EN CONSÉQUENCE, la Cour :
REJETTE le pourvoi ;
Condamne M. [F] aux dépens ;
En application de l'article 700 du code de procédure civile, rejette la demande ;
Ainsi décidé par la Cour de cassation, première chambre civile, et prononcé par le président en son audience publique du neuf juin deux mille vingt et un.
MOYEN ANNEXE à la présente décision
Moyen produit par la SCP Piwnica et Molinié, avocat aux Conseils, pour M. [F]

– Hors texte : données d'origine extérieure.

//! `fetchx pause` – pause the job. If a foreground process hosts it, signals that process.

use anyhow::Result;
use fetchx_core::control::default_control_socket_path;
use fetchx_core::controller::JobController;

use crate::cli::control_socket::{self, SocketCommand};

pub async fn run_pause(controller: &JobController) -> Result<()> {
    let socket = default_control_socket_path()?;
    if control_socket::send_command(&socket, SocketCommand::Pause).await? {
        println!("Pause requested; the job stops after the current item.");
        return Ok(());
    }
    let job = controller.pause().await?;
    println!("Paused \"{}\" at {}/{}", job.query, job.total_downloaded, job.target_count);
    Ok(())
}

Il est reproché à l'arrêt infirmatif attaqué d'avoir annulé l'enregistrement de la déclaration d'acquisition de nationalité française souscrite le 31 août 2000 devant le juge d'instance de [Localité 1] par M. [F], et d'avoir dit qu'il n'était pas français ;
AUX MOTIFS QUE la présomption résultant de la cessation de la communauté de vie prévue par la seconde phrase du troisième alinéa de l'article 26-4 du code civil ne saurait s'appliquer que dans les instances engagées dans les deux années de la date de l'enregistrement de la déclaration ; QUE dans les instances engagées postérieurement, il appartient au ministère public de rapporter la preuve du mensonge ou de la fraude invoqué ; QUE sous cette réserve, l'article 26-4, dans sa rédaction issue de la loi du 24 juillet 2006 relative à l'immigration et à l'intégration, est conforme à la Constitution (Cons. constat. 30 mars 2012, no 2012-227 QPC) ; QUE le ministère public ayant engagé son action plus de deux ans après l'enregistrement de la déclaration de nationalité française contestée, il lui appartient de rapporter la preuve de la fraude qu'il invoque ; QUE pour rapporter cette preuve, le ministère public verse aux débats :
- le jugement rendu le 27 mars 2000 par le juge aux affaires familiales du tribunal de grande instance de Créteil prononçant le divorce entre M. [F] et Mme [L],
- la déclaration de communauté de vie souscrite par M. [F] et Mme [L] le 31 août 2000,
- la copie intégrale d'acte de mariage de M. [F] et de Mme [L] faisant mention d'une décision de résidence séparée du 21 décembre 1999,
QU'il résulte de ces pièces que le ministère public rapporte la preuve de la cessation de la vie commune, tant matérielle qu'affective, au jour de la déclaration de nationalité française ;
QUE M. [F] soutient qu'il n'a eu connaissance de ce jugement de divorce qu'en 2004 et verse une attestation de son ex-épouse selon laquelle elle ne l'avait pas informé de l'existence de cette procédure et qu'il a continué à vivre avec elle jusqu'en 2004 ;
QUE cependant, il ne saurait être sérieusement soutenu que cette attestation serait de nature à rapporter la preuve du maintien de la communauté de vie, tant affective que matérielle, entre les époux au jour de la déclaration de nationalité française, dès lors que Mme [L], qui a comparu le 31 août 2000 devant le juge d'instance de [Localité 1], a attesté sur l'honneur que la communauté de vie subsistait entre les époux depuis le mariage tandis que ce mariage avait été dissout dès le 27 mars 2000, étant précisé que l'épouse avait obtenu dès le 21 décembre 1999, une décision de résidence séparée ; QU'il doit par ailleurs être rappelé que M. [F] n'a exercé aucun recours contre le jugement de divorce dont il prétend n'avoir eu connaissance qu'au cours de l'année 2004 ;
QUE le ministère public rapportant la preuve d'un cas de fraude, l'enregistrement de la déclaration de nationalité française litigieux doit être annulé ;
ALORS QU'il appartient au ministère public qui demande l'annulation de l'enregistrement d'une déclaration de nationalité, plus de deux ans après cet enregistrement, de rapporter la preuve de la fraude qu'il invoque ; que le ministère public devait donc rapporter la preuve de ce que M. [F] ne vivait plus avec sa femme et avait, à la date de sa déclaration le 31 août 2000, connaissance de la procédure de divorce engagée par son épouse, le jugement de divorce, réputé contradictoire, ayant été prononcé en son absence et sans qu'il soit représenté ; qu'en mettant néanmoins à la charge de M. [F] la preuve de la persistance de la communauté de vie au 31 août 2000, la cour d'appel a violé l'article 26-4 du code civil, dans sa rédaction issue de la loi n° 98-170 du 16 mars 1998, tel qu'interprété par la décision du Conseil Constitutionnel n° 2012-227 QPC du 30 mars 2012.